● **RECORDS SHOWN**
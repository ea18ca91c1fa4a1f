//! Convert diff operations into marker-annotated text.

use crate::model::{ChangeKind, DiffMarkers, DiffOperation};

/// Number of markers emitted by one annotation pass.
#[derive(Debug, Clone, Copy, Default, PartialEq, Eq)]
pub struct AnnotationStats {
    /// Lines suffixed with the insertion marker.
    pub insertions: usize,
    /// Lines suffixed with the deletion marker.
    pub deletions: usize,
}

/// Annotates diff operations with a fixed marker convention.
///
/// Holds no state besides its markers, so one instance can serve any number
/// of diffs, from any thread.
#[derive(Debug, Clone, Default)]
pub struct DiffAnnotator {
    markers: DiffMarkers,
}

impl DiffAnnotator {
    /// Create an annotator with the given markers.
    pub fn new(markers: DiffMarkers) -> Self {
        Self { markers }
    }

    /// The markers this annotator appends.
    pub fn markers(&self) -> &DiffMarkers {
        &self.markers
    }

    /// Produce the annotated text for `operations`.
    ///
    /// Unchanged spans are copied verbatim. Added and removed spans are split
    /// on `'\n'` and each non-empty fragment gets its kind's marker; empty
    /// fragments (blank lines, the tail after a trailing newline) stay bare.
    pub fn annotate(&self, operations: &[DiffOperation]) -> String {
        self.annotate_with_stats(operations).0
    }

    /// Like [`annotate`](Self::annotate), also returning marker counts.
    pub fn annotate_with_stats(&self, operations: &[DiffOperation]) -> (String, AnnotationStats) {
        let capacity = operations.iter().map(|op| op.text.len()).sum();
        let mut result = String::with_capacity(capacity);
        let mut stats = AnnotationStats::default();

        for op in operations {
            let Some(marker) = self.markers.for_kind(op.kind) else {
                result.push_str(&op.text);
                continue;
            };

            let mut marked = 0;
            for (i, line) in op.text.split('\n').enumerate() {
                if i > 0 {
                    result.push('\n');
                }
                if !line.is_empty() {
                    result.push_str(line);
                    result.push_str(marker);
                    marked += 1;
                }
            }

            match op.kind {
                ChangeKind::Added => stats.insertions += marked,
                ChangeKind::Removed => stats.deletions += marked,
                ChangeKind::Unchanged => {}
            }
        }

        log::trace!(
            "Annotated {} operations: {} insertions, {} deletions",
            operations.len(),
            stats.insertions,
            stats.deletions
        );

        (result, stats)
    }
}

/// Annotate with the default Shiki-style markers.
pub fn annotate(operations: &[DiffOperation]) -> String {
    DiffAnnotator::default().annotate(operations)
}
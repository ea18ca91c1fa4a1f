//! Timestamp helpers for compact `YYYYMMDDHHmmss` stamps.

use chrono::{Local, NaiveDateTime};
use thiserror::Error;

const COMPACT_FORMAT: &str = "%Y%m%d%H%M%S";
const DISPLAY_FORMAT: &str = "%Y-%m-%d %H:%M:%S";

const MINUTE: i64 = 60;
const HOUR: i64 = 60 * MINUTE;
const DAY: i64 = 24 * HOUR;

/// Errors that can occur while reading a timestamp.
#[derive(Debug, Error, PartialEq, Eq)]
pub enum TimeError {
    #[error("Invalid timestamp '{0}', expected YYYYMMDDHHmmss")]
    Invalid(String),
}

/// Parse a compact local timestamp like `20240115103000`.
fn parse_compact(time: &str) -> Result<NaiveDateTime, TimeError> {
    if time.len() != 14 || !time.bytes().all(|b| b.is_ascii_digit()) {
        return Err(TimeError::Invalid(time.to_string()));
    }
    NaiveDateTime::parse_from_str(time, COMPACT_FORMAT)
        .map_err(|_| TimeError::Invalid(time.to_string()))
}

/// Format a compact timestamp as `YYYY-MM-DD HH:mm:ss`.
///
/// # Example
/// ```
/// # use diffmark_utils::format_time;
/// assert_eq!(format_time("20240115103000").unwrap(), "2024-01-15 10:30:00");
/// ```
pub fn format_time(time: &str) -> Result<String, TimeError> {
    Ok(parse_compact(time)?.format(DISPLAY_FORMAT).to_string())
}

/// Relative label ("5分钟前") for a compact timestamp, measured against `now`.
///
/// Each unit is floor-divided. Timestamps after `now` count as zero seconds.
pub fn short_time_at(time: &str, now: NaiveDateTime) -> Result<String, TimeError> {
    let then = parse_compact(time)?;
    let seconds = (now - then).num_seconds().max(0);

    let label = if seconds < MINUTE {
        format!("{}秒前", seconds)
    } else if seconds < HOUR {
        format!("{}分钟前", seconds / MINUTE)
    } else if seconds < DAY {
        format!("{}小时前", seconds / HOUR)
    } else {
        format!("{}天前", seconds / DAY)
    };
    Ok(label)
}

/// Relative label for a compact timestamp, measured against local now.
pub fn short_time(time: &str) -> Result<String, TimeError> {
    short_time_at(time, Local::now().naive_local())
}

#[cfg(test)]
mod tests {
    use super::*;
    use pretty_assertions::assert_eq;

    fn now() -> NaiveDateTime {
        NaiveDateTime::parse_from_str("20240115120000", COMPACT_FORMAT).unwrap()
    }

    #[test]
    fn test_format_time() {
        assert_eq!(format_time("20240115103000").unwrap(), "2024-01-15 10:30:00");
        assert_eq!(format_time("19991231235959").unwrap(), "1999-12-31 23:59:59");
    }

    #[test]
    fn test_format_time_invalid() {
        assert_eq!(
            format_time("2024-01-15"),
            Err(TimeError::Invalid("2024-01-15".to_string()))
        );
        assert!(format_time("").is_err());
        assert!(format_time("20241315103000").is_err()); // month 13
        assert!(format_time("202401151030001").is_err());
    }

    #[test]
    fn test_short_time_thresholds() {
        assert_eq!(short_time_at("20240115120000", now()).unwrap(), "0秒前");
        assert_eq!(short_time_at("20240115115901", now()).unwrap(), "59秒前");
        assert_eq!(short_time_at("20240115115900", now()).unwrap(), "1分钟前");
        assert_eq!(short_time_at("20240115110001", now()).unwrap(), "59分钟前");
        assert_eq!(short_time_at("20240115110000", now()).unwrap(), "1小时前");
        assert_eq!(short_time_at("20240114120001", now()).unwrap(), "23小时前");
        assert_eq!(short_time_at("20240114120000", now()).unwrap(), "1天前");
        assert_eq!(short_time_at("20240105120000", now()).unwrap(), "10天前");
    }

    #[test]
    fn test_short_time_future_clamps() {
        assert_eq!(short_time_at("20240115120500", now()).unwrap(), "0秒前");
    }

    #[test]
    fn test_short_time_invalid() {
        assert!(short_time("yesterday").is_err());
    }
}
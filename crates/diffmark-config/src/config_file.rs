//! Config file discovery.

use std::path::{Path, PathBuf};

/// Name of the config file looked up in the CWD and home directory.
pub const CONFIG_FILE: &str = ".diffmark.toml";

/// Locations checked for a config file, in priority order.
///
/// The relative CWD entry comes first, then `~/.diffmark.toml` when the home
/// directory is known.
pub fn config_candidates() -> Vec<PathBuf> {
    let mut candidates = vec![PathBuf::from(CONFIG_FILE)];
    if let Some(home) = dirs::home_dir() {
        candidates.push(home.join(CONFIG_FILE));
    }
    candidates
}

/// First candidate that exists as a regular file.
pub fn find_config_file(candidates: &[PathBuf]) -> Option<&Path> {
    candidates
        .iter()
        .map(PathBuf::as_path)
        .find(|path| path.is_file())
}

#[cfg(test)]
mod tests {
    use super::*;
    use tempfile::TempDir;

    #[test]
    fn test_candidates_start_with_cwd() {
        let candidates = config_candidates();
        assert_eq!(candidates[0], PathBuf::from(CONFIG_FILE));
        assert!(candidates.iter().all(|p| p.ends_with(CONFIG_FILE)));
    }

    #[test]
    fn test_find_first_existing() {
        let dir = TempDir::new().unwrap();
        let missing = dir.path().join("missing.toml");
        let first = dir.path().join("first.toml");
        let second = dir.path().join("second.toml");
        std::fs::write(&first, "").unwrap();
        std::fs::write(&second, "").unwrap();

        let candidates = vec![missing.clone(), first.clone(), second];
        assert_eq!(find_config_file(&candidates), Some(first.as_path()));
        assert_eq!(find_config_file(&[missing]), None);
    }

    #[test]
    fn test_directories_are_skipped() {
        let dir = TempDir::new().unwrap();
        let candidates = vec![dir.path().to_path_buf()];
        assert_eq!(find_config_file(&candidates), None);
    }
}
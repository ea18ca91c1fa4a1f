//! Configuration for diffmark
//!
//! This crate provides:
//! - Config file discovery (CWD, then home directory)
//! - Application configuration (AppConfig)

pub mod app_config;
pub mod config_file;

pub use app_config::AppConfig;
pub use config_file::{config_candidates, find_config_file, CONFIG_FILE};
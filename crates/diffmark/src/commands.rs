//! Subcommand implementations.

use crate::cli::{DiffArgs, LinksArgs, OutputFormat, TimeArgs};
use anyhow::{Context, Result};
use diffmark_config::AppConfig;
use diffmark_core::{
    CodeRenderer, DiffAnnotator, DiffOperation, Differ, Granularity, SimilarDiffer,
    UnifiedRenderer,
};
use diffmark_utils::{copy_text, export_file, format_time, render_links, short_time};
use std::io::{self, Read, Write};
use std::path::Path;

fn read_file(path: &Path) -> Result<String> {
    std::fs::read_to_string(path).with_context(|| format!("Failed to read {}", path.display()))
}

/// Parse a JSON array of operations.
pub fn parse_operations(json: &str) -> Result<Vec<DiffOperation>> {
    serde_json::from_str(json).context("Invalid diff operations JSON")
}

/// Produce the `diff` command's output text.
pub fn render_diff(
    operations: &[DiffOperation],
    config: &AppConfig,
    language: &str,
    format: OutputFormat,
) -> String {
    let annotator = DiffAnnotator::new(config.markers());
    let (annotated, stats) = annotator.annotate_with_stats(operations);

    log::info!(
        "Annotated {} operations ({} insertions, {} deletions)",
        operations.len(),
        stats.insertions,
        stats.deletions
    );

    match format {
        OutputFormat::Annotated => annotated,
        OutputFormat::Unified => UnifiedRenderer::new(config.markers()).render(&annotated, language),
    }
}

pub fn diff(args: DiffArgs, config: &AppConfig) -> Result<()> {
    let operations = if args.ops_json {
        parse_operations(&read_file(&args.old)?)?
    } else {
        let new_path = args
            .new
            .as_deref()
            .context("A NEW file is required unless --ops-json is given")?;
        let old = read_file(&args.old)?;
        let new = read_file(new_path)?;
        let granularity: Granularity = args.granularity.map(Into::into).unwrap_or_default();
        SimilarDiffer::new(granularity).diff(&old, &new)
    };

    let language = args.lang.as_deref().unwrap_or(&config.language);
    let output = render_diff(&operations, config, language, args.format);

    let mut stdout = io::stdout().lock();
    stdout.write_all(output.as_bytes())?;
    stdout.flush()?;

    if args.copy {
        copy_text(&output);
    }

    if let Some(file_name) = args.export {
        let path = export_file(&output, &file_name, &config.export_dir)?;
        eprintln!("Exported to {}", path.display());
    }

    Ok(())
}

pub fn time(args: TimeArgs) -> Result<()> {
    let text = if args.relative {
        short_time(&args.stamp)?
    } else {
        format_time(&args.stamp)?
    };
    println!("{}", text);
    Ok(())
}

pub fn links(args: LinksArgs) -> Result<()> {
    let markup = if args.input.as_os_str() == "-" {
        let mut buf = String::new();
        io::stdin()
            .read_to_string(&mut buf)
            .context("Failed to read markup from stdin")?;
        buf
    } else {
        read_file(&args.input)?
    };

    print!("{}", render_links(&markup));
    Ok(())
}
//! Application configuration
//!
//! Configuration loaded from .diffmark.toml.

use crate::config_file::{config_candidates, find_config_file};
use anyhow::{Context, Result};
use diffmark_core::model::{DEFAULT_DELETION_MARKER, DEFAULT_INSERTION_MARKER};
use diffmark_core::DiffMarkers;
use serde::{Deserialize, Serialize};
use std::path::{Path, PathBuf};

/// Application configuration loaded from .diffmark.toml
#[derive(Debug, Serialize, Deserialize, Clone, PartialEq)]
pub struct AppConfig {
    /// Language id handed to the code renderer (e.g. "json", "rust")
    #[serde(default = "default_language")]
    pub language: String,

    /// Suffix appended to inserted lines
    #[serde(default = "default_insertion_marker")]
    pub insertion_marker: String,

    /// Suffix appended to deleted lines
    #[serde(default = "default_deletion_marker")]
    pub deletion_marker: String,

    /// Directory exports are written to
    #[serde(default = "default_export_dir")]
    pub export_dir: PathBuf,

    /// Log level used when RUST_LOG is not set
    #[serde(default = "default_log_level")]
    pub log_level: String,
}

fn default_language() -> String {
    "json".to_string()
}

fn default_insertion_marker() -> String {
    DEFAULT_INSERTION_MARKER.to_string()
}

fn default_deletion_marker() -> String {
    DEFAULT_DELETION_MARKER.to_string()
}

fn default_export_dir() -> PathBuf {
    dirs::download_dir().unwrap_or_else(|| PathBuf::from("."))
}

fn default_log_level() -> String {
    "warn".to_string()
}

impl Default for AppConfig {
    fn default() -> Self {
        Self {
            language: default_language(),
            insertion_marker: default_insertion_marker(),
            deletion_marker: default_deletion_marker(),
            export_dir: default_export_dir(),
            log_level: default_log_level(),
        }
    }
}

impl AppConfig {
    /// Load config from CWD first, then home directory, or use defaults
    pub fn load() -> Self {
        Self::load_first(&config_candidates())
    }

    /// Load the first existing candidate, or use defaults
    ///
    /// A file that cannot be read or parsed is reported at `warn` and the
    /// defaults are used instead.
    pub fn load_first(candidates: &[PathBuf]) -> Self {
        let Some(path) = find_config_file(candidates) else {
            log::debug!("No config file found, using default app config");
            return Self::default();
        };

        match Self::load_from(path) {
            Ok(config) => config,
            Err(e) => {
                log::warn!("{:#}; using default app config", e);
                Self::default()
            }
        }
    }

    /// Load config from an explicit path
    pub fn load_from(path: &Path) -> Result<Self> {
        let content = std::fs::read_to_string(path)
            .with_context(|| format!("Failed to read config file {}", path.display()))?;
        let config = toml::from_str(&content)
            .with_context(|| format!("Failed to parse config file {}", path.display()))?;
        log::info!("Loaded app config from {}", path.display());
        Ok(config)
    }

    /// Marker convention for the annotator and renderer
    pub fn markers(&self) -> DiffMarkers {
        DiffMarkers::new(&self.insertion_marker, &self.deletion_marker)
    }
}

#[cfg(test)]
mod tests {
    use super::*;
    use pretty_assertions::assert_eq;
    use tempfile::TempDir;

    #[test]
    fn test_default_config() {
        let config = AppConfig::default();
        assert_eq!(config.language, "json");
        assert_eq!(config.markers(), DiffMarkers::default());
        assert_eq!(config.log_level, "warn");
        assert!(!config.export_dir.as_os_str().is_empty());
    }

    #[test]
    fn test_config_deserialize() {
        let toml = r#"
            language = "rust"
            insertion_marker = " // +"
            deletion_marker = " // -"
            export_dir = "/tmp/exports"
        "#;
        let config: AppConfig = toml::from_str(toml).unwrap();
        assert_eq!(config.language, "rust");
        assert_eq!(config.markers(), DiffMarkers::new(" // +", " // -"));
        assert_eq!(config.export_dir, PathBuf::from("/tmp/exports"));
        // log_level should use default
        assert_eq!(config.log_level, "warn");
    }

    #[test]
    fn test_config_deserialize_partial() {
        let toml = r#"
            language = "yaml"
        "#;
        let config: AppConfig = toml::from_str(toml).unwrap();
        assert_eq!(config.language, "yaml");
        // Other fields should use defaults
        assert_eq!(config.insertion_marker, " // [!code ++]");
        assert_eq!(config.deletion_marker, " // [!code --]");
    }

    #[test]
    fn test_load_from_path() {
        let dir = TempDir::new().unwrap();
        let path = dir.path().join("config.toml");
        std::fs::write(&path, "log_level = \"debug\"\n").unwrap();

        let config = AppConfig::load_from(&path).unwrap();
        assert_eq!(config.log_level, "debug");
        assert_eq!(config.language, "json");

        std::fs::write(&path, "language = [").unwrap();
        let err = AppConfig::load_from(&path).unwrap_err();
        assert!(err.to_string().contains("Failed to parse config file"));
    }

    #[test]
    fn test_load_from_missing_path() {
        let dir = TempDir::new().unwrap();
        let err = AppConfig::load_from(&dir.path().join("absent.toml")).unwrap_err();
        assert!(err.to_string().contains("Failed to read config file"));
    }

    #[test]
    fn test_load_first_uses_first_existing_file() {
        let dir = TempDir::new().unwrap();
        let local = dir.path().join("local.toml");
        let home = dir.path().join("home.toml");
        std::fs::write(&home, "language = \"rust\"").unwrap();

        let config = AppConfig::load_first(&[local.clone(), home.clone()]);
        assert_eq!(config.language, "rust");

        std::fs::write(&local, "language = \"yaml\"").unwrap();
        let config = AppConfig::load_first(&[local, home]);
        assert_eq!(config.language, "yaml");
    }

    #[test]
    fn test_load_first_malformed_falls_back_to_defaults() {
        let dir = TempDir::new().unwrap();
        let path = dir.path().join(".diffmark.toml");
        std::fs::write(&path, "language = [").unwrap();

        let config = AppConfig::load_first(&[path]);
        assert_eq!(config, AppConfig::default());
    }

    #[test]
    fn test_load_first_without_files() {
        let dir = TempDir::new().unwrap();
        let config = AppConfig::load_first(&[dir.path().join("nope.toml")]);
        assert_eq!(config, AppConfig::default());
    }
}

● **YOUR TASK**
Find and copy each line of the listing above that holds the word "should".

● **WRITTEN ANSWER**
        // log_level should use default
        // Other fields should use defaults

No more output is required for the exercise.